#### [TASK REQUIREMENTS]
How many lines in the entries below contain the word "RecordType"? Answer with the number and nothing else.

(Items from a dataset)
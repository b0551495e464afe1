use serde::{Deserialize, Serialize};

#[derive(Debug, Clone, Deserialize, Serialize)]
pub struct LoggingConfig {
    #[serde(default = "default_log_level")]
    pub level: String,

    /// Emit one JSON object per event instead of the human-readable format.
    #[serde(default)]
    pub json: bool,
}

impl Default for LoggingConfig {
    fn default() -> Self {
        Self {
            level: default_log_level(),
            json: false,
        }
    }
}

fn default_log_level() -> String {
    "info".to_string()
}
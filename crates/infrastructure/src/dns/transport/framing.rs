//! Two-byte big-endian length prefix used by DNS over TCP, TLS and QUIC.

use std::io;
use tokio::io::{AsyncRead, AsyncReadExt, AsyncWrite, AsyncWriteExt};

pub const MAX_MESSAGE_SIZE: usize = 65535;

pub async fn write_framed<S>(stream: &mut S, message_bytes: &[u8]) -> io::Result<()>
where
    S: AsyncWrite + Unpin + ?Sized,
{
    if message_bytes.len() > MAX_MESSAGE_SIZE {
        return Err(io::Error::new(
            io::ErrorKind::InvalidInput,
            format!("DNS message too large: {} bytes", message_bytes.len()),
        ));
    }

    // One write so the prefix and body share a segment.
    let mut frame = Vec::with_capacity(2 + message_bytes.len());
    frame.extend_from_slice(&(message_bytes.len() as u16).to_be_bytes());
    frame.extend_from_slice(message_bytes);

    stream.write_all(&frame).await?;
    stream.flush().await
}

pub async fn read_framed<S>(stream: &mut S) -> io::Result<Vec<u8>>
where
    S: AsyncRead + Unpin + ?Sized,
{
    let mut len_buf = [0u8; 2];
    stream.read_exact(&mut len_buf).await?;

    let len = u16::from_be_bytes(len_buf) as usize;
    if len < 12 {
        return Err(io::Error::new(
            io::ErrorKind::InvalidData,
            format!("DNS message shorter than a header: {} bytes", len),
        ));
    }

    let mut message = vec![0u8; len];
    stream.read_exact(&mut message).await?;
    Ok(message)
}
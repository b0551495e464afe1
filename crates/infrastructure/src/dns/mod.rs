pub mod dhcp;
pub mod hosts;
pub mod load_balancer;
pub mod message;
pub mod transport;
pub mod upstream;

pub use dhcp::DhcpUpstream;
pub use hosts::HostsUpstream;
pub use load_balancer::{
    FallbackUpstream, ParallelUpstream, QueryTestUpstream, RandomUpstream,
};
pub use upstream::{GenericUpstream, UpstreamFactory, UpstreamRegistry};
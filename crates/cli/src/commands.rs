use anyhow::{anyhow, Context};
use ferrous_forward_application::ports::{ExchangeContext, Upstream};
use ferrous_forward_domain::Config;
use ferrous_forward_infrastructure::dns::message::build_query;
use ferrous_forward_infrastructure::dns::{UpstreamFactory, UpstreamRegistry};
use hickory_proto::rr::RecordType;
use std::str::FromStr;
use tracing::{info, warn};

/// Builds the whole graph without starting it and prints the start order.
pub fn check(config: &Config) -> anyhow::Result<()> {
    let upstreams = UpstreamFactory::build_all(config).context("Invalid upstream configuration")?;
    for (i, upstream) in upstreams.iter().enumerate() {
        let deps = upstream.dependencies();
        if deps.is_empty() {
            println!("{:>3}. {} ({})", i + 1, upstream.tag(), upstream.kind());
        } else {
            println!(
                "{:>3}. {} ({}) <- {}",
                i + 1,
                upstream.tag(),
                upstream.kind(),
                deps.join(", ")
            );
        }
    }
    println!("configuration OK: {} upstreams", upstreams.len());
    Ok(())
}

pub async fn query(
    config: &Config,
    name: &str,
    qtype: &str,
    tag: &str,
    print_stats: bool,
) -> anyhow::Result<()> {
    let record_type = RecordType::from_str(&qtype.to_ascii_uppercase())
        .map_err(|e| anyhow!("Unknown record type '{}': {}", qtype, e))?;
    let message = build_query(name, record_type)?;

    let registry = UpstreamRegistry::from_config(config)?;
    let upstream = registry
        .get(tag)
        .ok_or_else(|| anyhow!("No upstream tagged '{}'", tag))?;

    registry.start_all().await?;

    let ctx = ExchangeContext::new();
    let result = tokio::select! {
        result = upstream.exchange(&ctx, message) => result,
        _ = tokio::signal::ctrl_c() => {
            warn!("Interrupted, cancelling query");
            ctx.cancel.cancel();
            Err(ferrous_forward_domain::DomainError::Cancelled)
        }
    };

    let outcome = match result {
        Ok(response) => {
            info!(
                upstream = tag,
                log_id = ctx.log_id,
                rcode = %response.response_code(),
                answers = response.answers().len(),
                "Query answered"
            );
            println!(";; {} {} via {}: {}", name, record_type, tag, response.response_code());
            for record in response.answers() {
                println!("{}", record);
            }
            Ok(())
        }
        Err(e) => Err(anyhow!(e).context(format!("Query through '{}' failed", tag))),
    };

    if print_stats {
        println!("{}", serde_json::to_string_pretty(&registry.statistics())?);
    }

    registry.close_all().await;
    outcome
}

#### [FINISHED TASK]
2